If you could magically transform your slightly sub-standard savvy into a sensationally citrussy savvy, to pair with your grilled chook, you certainly would. Vino Cap from innovation group Vinnovate have made this magic a reality.

Barossa Valley brothers, Simon and Joshua Schmidt are behind the innovation that recently took top honours at the winexplorer challenge.

The pair formed Vinnovate in 2012 with the aim to positively change how people enjoy wine. Their winning innovation, Vino Cap, marks a huge moment in their journey to drive this change.

The product is a simple screw cap closure with some nifty tricks up its metallic sleeve. A built-in flavour chamber, that is manually activated by the wine drinker, adds flavours and aromas to the wine or reduces preservatives like sulphites.

Patrick Materman, Brancott Estate chief winemaker and one of the judges said, “I was intrigued by this idea as soon as I saw it, and after hearing Joshua and Simon pitch, I could immediately see the potential. We see this as a way to help people explore different flavours, aromas, and textures in their wine to enhance the wine-drinking occasion.

The pair beat four other finalists that included a cellar management system; an online self-directed wine tasting adventure; a wirelessly integrated stopper to track wine quality in open bottles, and a personalised wine tourism app.

New Zealander Scott Williamson was amongst the finalists with his home-based wine tasting idea. The catalyst for the innovation was realising that it was difficult for people to go to wine tastings and be fully engaged.

“They were put off by the elitist, snooty, difficult to get your head around wine tastings,” he said.

Williamson described the idea as, “We’ll courier the wines to you; you’ll open the box; it’ll be all set up with the static content to read; and there’ll be a little slot for your smart device to sit so you can go online and see an expert take you through an educational experience on the wine. Sort of like a wine club that comes by mail.”
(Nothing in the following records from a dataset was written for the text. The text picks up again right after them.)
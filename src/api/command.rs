//! Text command endpoint

use std::sync::Arc;

use axum::extract::State;
use axum::routing::post;
use axum::{Json, Router};
use serde::{Deserialize, Serialize};

use super::{ApiError, ApiState};
use crate::command::Command;

#[derive(Debug, Deserialize)]
pub struct CommandRequest {
    pub command: String,
}

#[derive(Debug, Serialize)]
pub struct CommandResponse {
    pub response: String,
}

/// Run a command through the shared pipeline
///
/// The pipeline blocks on network calls, so it runs on the blocking pool.
async fn process_command(
    State(state): State<Arc<ApiState>>,
    Json(request): Json<CommandRequest>,
) -> Result<Json<CommandResponse>, ApiError> {
    let text = request.command.trim().to_string();
    if text.is_empty() {
        return Err(ApiError::BadRequest("command is empty".to_string()));
    }

    let command = Command::api(text);
    tracing::info!(id = %command.id(), command = %command.text(), "api command");

    let pipeline = Arc::clone(&state.pipeline);
    let response = tokio::task::spawn_blocking(move || pipeline.process_command(command))
        .await
        .map_err(|e| {
            tracing::error!(error = %e, "command task failed");
            ApiError::Internal("command processing failed".to_string())
        })?;

    Ok(Json(CommandResponse { response }))
}

pub fn router(state: Arc<ApiState>) -> Router {
    Router::new()
        .route("/command", post(process_command))
        .with_state(state)
}
//! Voice processing module
//!
//! Microphone capture, speaker playback, wake word detection and the
//! speech service adapters.

mod capture;
mod playback;
mod stt;
mod tts;
mod wake_word;

use std::sync::Arc;

pub use capture::{Microphone, MicrophoneStream, list_devices, samples_to_wav, to_float, to_pcm16};
pub use playback::{Speaker, sine_tone};
pub use stt::WhisperRecognizer;
pub use tts::{SpeechApiSynthesizer, decode_mp3};
pub use wake_word::{DetectorState, EnergyWakeWord, FRAME_LENGTH};

use crate::capabilities::{AudioOutput, SpeechSink, SpeechSynthesizer};

/// Speaks text by synthesizing it and playing the result
pub struct Voice {
    synthesizer: Arc<dyn SpeechSynthesizer>,
    output: Arc<dyn AudioOutput>,
    voice: String,
    language: String,
}

impl Voice {
    #[must_use]
    pub fn new(
        synthesizer: Arc<dyn SpeechSynthesizer>,
        output: Arc<dyn AudioOutput>,
        voice: impl Into<String>,
        language: impl Into<String>,
    ) -> Self {
        Self {
            synthesizer,
            output,
            voice: voice.into(),
            language: language.into(),
        }
    }
}

impl SpeechSink for Voice {
    fn speak(&self, text: &str) {
        if text.trim().is_empty() {
            return;
        }

        let audio = match self.synthesizer.synthesize(text, &self.voice, &self.language) {
            Ok(audio) => audio,
            Err(e) => {
                tracing::error!(error = %e, "speech synthesis failed");
                return;
            }
        };

        if let Err(e) = self.output.play(&audio) {
            tracing::error!(error = %e, "speech playback failed");
        }
    }
}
Vinnovate and the other finalists aren’t the only mad-scientists and big thinkers in the world of wine right now. Replica Wine, part of Colorado-based Integrated Beverages Group, are creating near-identical knockoffs of beautiful – and largely unaffordable – wines. The process is heavily scientific with over 2,000 wines and 60 taste and aroma markers being analysed.

After a couple thousand years since that guy turned water to wine, it looks like we might be on our way to mastering it once again. Science, eh.